Venezuelan migrants, many of whom fled economic crisis and rampant crime in their homeland, voted in droves in hundreds of cities around the world on Sunday in an unofficial plebiscite that aims to challenge leftist President Nicolas Maduro.
With improvised polling stations in more than 80 countries, the Venezuelan diaspora was seeking to delegitimize Maduro's plans to rewrite the constitution after three months of anti-government protests that have led to nearly 100 deaths.
Lines snaked around blocks at some polling stations in expatriate hubs like Miami, Madrid, and Bogota, where Venezuelans draped themselves in flags and shouted, "We want freedom!"
"With this vote we want to say to Maduro that Venezuela can't wait. We want elections now. The people want him out," said Audrey Lopez, 49, who was among volunteers staffing a polling station in the Spanish capital.
"I haven't been back to Venezuela in four years. What I save on the journey I send to my family in food, medicine or hygiene products because they are either very expensive or non-existent there," she added.

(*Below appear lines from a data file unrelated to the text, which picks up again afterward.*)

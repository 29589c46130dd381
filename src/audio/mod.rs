//! PCM16 audio primitives shared by both pumps: sample-rate bookkeeping,
//! byte packing for the upstream wire format, buffering and resampling.

mod buffer;
mod resample;

pub use buffer::SampleBuffer;
pub use resample::resample;

/// The three sample rates a bridged call moves audio between, fixed for the
/// process lifetime.
#[derive(Debug, Clone, Copy)]
pub struct AudioRates {
    /// Rate of the telephony leg, both directions (e.g. 8000 Hz)
    pub telephony_hz: u32,
    /// Rate the upstream service expects for input audio (e.g. 16000 Hz)
    pub upstream_in_hz: u32,
    /// Rate the upstream service produces output audio at (e.g. 24000 Hz)
    pub upstream_out_hz: u32,
}

/// Pack PCM16 samples as little-endian bytes for the upstream wire format.
pub fn samples_to_le_bytes(samples: &[i16]) -> Vec<u8> {
    let mut bytes = Vec::with_capacity(samples.len() * 2);
    for &s in samples {
        bytes.extend_from_slice(&s.to_le_bytes());
    }
    bytes
}

/// Unpack little-endian PCM16 bytes into samples. A trailing odd byte is
/// dropped rather than treated as an error.
pub fn le_bytes_to_samples(bytes: &[u8]) -> Vec<i16> {
    bytes
        .chunks_exact(2)
        .map(|pair| i16::from_le_bytes([pair[0], pair[1]]))
        .collect()
}

#[cfg(test)]
mod tests {
    use super::*;

    #[test]
    fn pcm16_roundtrip() {
        let samples = vec![0i16, 1, -1, i16::MAX, i16::MIN, 12345];
        let bytes = samples_to_le_bytes(&samples);
        assert_eq!(bytes.len(), samples.len() * 2);
        assert_eq!(le_bytes_to_samples(&bytes), samples);
    }

    #[test]
    fn odd_trailing_byte_dropped() {
        let mut bytes = samples_to_le_bytes(&[100, 200]);
        bytes.push(0x7f);
        assert_eq!(le_bytes_to_samples(&bytes), vec![100, 200]);
    }
}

Mitzy Capriles, wife of former Caracas mayor Antonio Ledezma who is currently in prison on charges of conspiracy, also voted in Madrid, while the father of prominent opposition leader Leopoldo Lopez cast his ballot in Rome.
"Today we are gathering peacefully to send a clear message that [the Venezuelan government] needs to listen ... and to open its eyes and see what is happening and what the people of Venezuela want," the elder Leopoldo Lopez told reporters.
In Latin America, where ranks of Venezuelan migrants have been swelling, voters participated from Andean capital Quito to beachside Rio de Janeiro.
A New Diaspora
Official data on Venezuelans who have left is difficult to come by.
Sociologist Tomas Paez estimates some 2 million have emigrated since the late Hugo Chavez took office in 1999 and that the pace has picked up under Maduro, though government supporters dispute those figures as overblown. Caracas-based Paez has published papers and books on migration.
Nicknamed 'Saudi Venezuela' in the booming 1970s and once a magnet for European migrants, the OPEC nation is now brimming with goodbye parties and queues for passports or visas outside embassies in the capital Caracas.
Officials often ridicule Venezuelans abroad as histrionic elitists made in the same mold as the traditionally right-wing Cuban exiles in Florida.
While the early diaspora was mostly a middle-class phenomenon, recent migrants are often less economically stable due to a collapse in the local bolivar currency.
Expatriates have mobilized en masse in past presidential elections, even traveling by bus from Miami to New Orleans to cast ballots against the ruling movement known as "Chavismo," named after the charismatic former leader who died in 2013.
But they have faced bitter setbacks time after time.
"Ever since we left Venezuela in 2002, I knew the country would get worse with this regime, and time has proven us right, but I'm upbeat about change coming to Venezuela," said engineer Juan Sansiviero, 41 a former employee of state oil company PDVSA, voting in Katy, Texas.
The government will hold an official vote on July 30 for a new assembly, which would be able to rewrite the constitution and dissolve state institutions.
The two elections this month are a show of force from each side. Both the government and opposition are effectively boycotting the other, hoping to legitimize themselves in the polarized environment.